Dressed for success
Updated: 2011-03-11 11:24
By Zhang Jing (China Daily European Weekly)
Xie also attributes his success to his good luck. He says his road to being recognized by the leading countries in the world of fashion is more or less a process of China recognized by the world.
Xie graduated in 1984 with top grades in textile design from Zhejiang Science and Technology University in Hangzhou, capital of Zhejiang province. In 1989, he went for further studies in fashion design in Japan, where he won the gold medal in a national competition. He later worked for NICOLE, a Japanese fashion design company in Tokyo and KENZO, a French fashion design company in Paris. In 2000, through the encouragement of a renowned cloth supplier in Milan, Italy, Xie set up his own brand. JEFEN was actually a combination of their first names.
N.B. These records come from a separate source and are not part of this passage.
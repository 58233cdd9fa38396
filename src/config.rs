use crate::error::StoreResult;
use crate::store::{JsonFileStore, RedisStore, Stores};
use clap::{Parser, ValueEnum};
use humantime_serde::re::humantime;
use std::net::SocketAddr;
use std::path::PathBuf;
use std::sync::Arc;
use std::time::Duration;

pub const API_DB_FILE: &str = "api.json";
pub const LOGS_DB_FILE: &str = "logs.json";

#[derive(Debug, Clone, Copy, PartialEq, Eq, ValueEnum)]
pub enum StoreBackend {
    Memory,
    File,
    Redis,
}

#[derive(Debug, Clone, Parser)]
#[command(name = "route-gateway")]
#[command(about = "HTTP gateway for plugin-registered routes with per-IP cooldowns")]
pub struct Config {
    /// Server bind address
    #[arg(long, env = "BIND_ADDR", default_value = "127.0.0.1:5000")]
    pub bind_addr: SocketAddr,

    /// Where route and visitor documents are kept
    #[arg(long, env = "STORE_BACKEND", value_enum, default_value_t = StoreBackend::File)]
    pub store: StoreBackend,

    /// Directory holding api.json and logs.json (file backend)
    #[arg(long, env = "DATA_DIR", default_value = "db")]
    pub data_dir: PathBuf,

    /// Redis connection URL (redis backend)
    #[arg(long, env = "REDIS_URL", default_value = "redis://127.0.0.1:6379")]
    pub redis_url: String,

    /// Key prefix for Redis collections
    #[arg(long, env = "REDIS_PREFIX", default_value = "gateway")]
    pub redis_prefix: String,

    /// Take the client IP from X-Forwarded-For / X-Real-IP
    #[arg(long, env = "TRUST_FORWARDED_HEADERS")]
    pub trust_forwarded_headers: bool,

    /// Drop visitor records idle for this long (e.g. "1h"); unset keeps them forever
    #[arg(long, env = "VISITOR_TTL", value_parser = humantime::parse_duration)]
    pub visitor_ttl: Option<Duration>,

    /// How often the visitor sweep runs
    #[arg(long, env = "SWEEP_INTERVAL", value_parser = humantime::parse_duration, default_value = "5m")]
    pub sweep_interval: Duration,

    /// Delete all stored route records before plugins register
    #[arg(long)]
    pub reset_routes: bool,

    /// Log level for this crate when RUST_LOG is unset
    #[arg(long, env = "LOG_LEVEL", default_value = "info")]
    pub log_level: String,
}

impl Config {
    /// Load configuration from command-line arguments and environment variables
    pub fn from_env() -> Self {
        Config::parse()
    }

    pub fn open_stores(&self) -> StoreResult<Stores> {
        let stores = match self.store {
            StoreBackend::Memory => Stores::in_memory(),
            StoreBackend::File => Stores::new(
                Arc::new(JsonFileStore::open(self.data_dir.join(API_DB_FILE))?),
                Arc::new(JsonFileStore::open(self.data_dir.join(LOGS_DB_FILE))?),
            ),
            StoreBackend::Redis => {
                let redis = Arc::new(RedisStore::open(&self.redis_url, self.redis_prefix.clone())?);
                Stores::new(redis.clone(), redis)
            }
        };
        Ok(stores)
    }
}
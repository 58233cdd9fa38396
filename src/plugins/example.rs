use crate::error::{ParamError, Result};
use crate::params::Params;
use crate::registry::{RouteDescriptor, RouteRegistry};
use crate::response::json_response;
use axum::{
    http::{Method, StatusCode},
    response::{IntoResponse, Response},
    Json,
};
use serde_json::{json, Value};

pub fn register(registry: &mut RouteRegistry) -> Result<()> {
    registry.register_route(
        RouteDescriptor::new("test", "Testing plugin route...").anti_spam(4),
        test_route,
    )?;
    registry.register_route(
        RouteDescriptor::new("echo", "Echo back the `text` parameter")
            .methods([Method::GET, Method::POST])
            .params(["text"]),
        echo,
    )?;
    Ok(())
}

async fn test_route() -> Response {
    json_response([("message", json!("example plugin route created..."))])
}

async fn echo(params: std::result::Result<Params, ParamError>) -> Response {
    match params {
        Ok(params) => json_response([(
            "text",
            params.get("text").cloned().unwrap_or(Value::Null),
        )]),
        Err(e) => {
            tracing::debug!(target: "route_gateway::plugins", error = %e, "echo rejected");
            (StatusCode::BAD_REQUEST, Json(json!({ "error": e.to_string() }))).into_response()
        }
    }
}
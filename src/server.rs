use crate::middleware::logging_middleware;
use crate::registry::RouteRegistry;
use axum::{middleware, Router};
use std::net::SocketAddr;
use tokio::signal;
use tower::ServiceBuilder;
use tower_http::cors::CorsLayer;
use tower_http::trace::TraceLayer;

/// Turn the registry's bound routes into the served application.
pub fn create_app(registry: RouteRegistry) -> Router {
    let ip_source = registry.state().ip_source;
    registry.into_router().layer(
        ServiceBuilder::new()
            .layer(TraceLayer::new_for_http())
            .layer(CorsLayer::permissive())
            .layer(middleware::from_fn_with_state(ip_source, logging_middleware)),
    )
}

pub struct Server {
    app: Router,
    bind_addr: SocketAddr,
}

impl Server {
    pub fn new(bind_addr: SocketAddr, registry: RouteRegistry) -> Self {
        Self {
            app: create_app(registry),
            bind_addr,
        }
    }

    pub async fn run(self) -> std::io::Result<()> {
        let listener = tokio::net::TcpListener::bind(self.bind_addr).await?;

        tracing::info!("Gateway listening on {}", listener.local_addr()?);

        axum::serve(
            listener,
            self.app.into_make_service_with_connect_info::<SocketAddr>(),
        )
        .with_graceful_shutdown(shutdown_signal())
        .await
    }
}

async fn shutdown_signal() {
    let ctrl_c = async {
        if let Err(e) = signal::ctrl_c().await {
            tracing::error!("Failed to install Ctrl+C handler: {}", e);
            std::future::pending::<()>().await;
        }
    };

    #[cfg(unix)]
    let terminate = async {
        match signal::unix::signal(signal::unix::SignalKind::terminate()) {
            Ok(mut sig) => {
                sig.recv().await;
            }
            Err(e) => {
                tracing::error!("Failed to install SIGTERM handler: {}", e);
                std::future::pending::<()>().await;
            }
        }
    };

    #[cfg(not(unix))]
    let terminate = std::future::pending::<()>();

    tokio::select! {
        _ = ctrl_c => {
            tracing::info!("Received Ctrl+C, initiating graceful shutdown");
        },
        _ = terminate => {
            tracing::info!("Received terminate signal, initiating graceful shutdown");
        },
    }
}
"The road to success for a fashion designer will change," Xie says.
"In the past, it was more of the Japanese mode, which I followed. One needs to win the recognition of Paris to establish himself in the world. In the future, in less than 10 years, if a designer succeeds in China, he will have won the world," he says.
"The market in China is too huge to be ignored. And designers will play a very important role in this process."
Zhejiang Science and Technology University has been the cradle of other talented designers such as Zhang Hong, former chief designer of Youngor Group, known for its top quality gentlemen clothing, and Liu Gang, chief designer of Huading Group, know for its exquisite silk clothing. Guo Jiannan, a former colleague of Xie and now head of the fashion design department with the university, says 40 out of the top 100 fashion companies in China are located in Zhejiang. About 60 percent of the chief fashion designers or directors of women's fashion companies in Hangzhou graduated from the university.
Guo says his department has about 2,500 students. They are taught in Chinese and English and every year there is an exchange program with the renowned Fashion Institute of Technology, State University of New York. About 30 professors or researchers including Didier Grumbach from leading fashion countries such as Italy and Japan have given lectures there.
A 1,680-meter long street in downtown Hangzhou called Wulinlu alone has been a hub of women's fashion since its reformation in 2002.
Up to now, about 800 fashion stores with a total area of 50,000 square meters have opened up on the street. The area also acts as a testing venue for fashion entrepreneurs and students from the Hangzhou-based China Academy of Fine Arts as well as Zhejiang Science and Technology University.
Xie says it is easy to manage a small company but if one wants to do business worldwide, world-class management and marketing are crucial.
In that respect, Spanish retailer Zara stands out in its response to the fashion trends. "When a new style appears on the runway, within seven days, you can buy it at any Zara shop in the world," Xie says.
"But I don't want to be a world-class fashion company like Zara," Xie says.
"I am not for the consumption styles that H&M or Zara promote. You buy five or six new clothes every month and then throw them away easily. This is over consumption and irresponsible for the environment. The pollution in making clothes such as dyeing is beyond imagination and the damage done to the earth is irreversible," he says.
"My ideal is to buy one or two clothes of high quality and which really suit me," he says.
"When you open your wardrobe, it will be neat and tidy, and the clothes you keep are like friends that have accompanied you for a long time, sharing your laughter and tears.
"This is something you will treasure."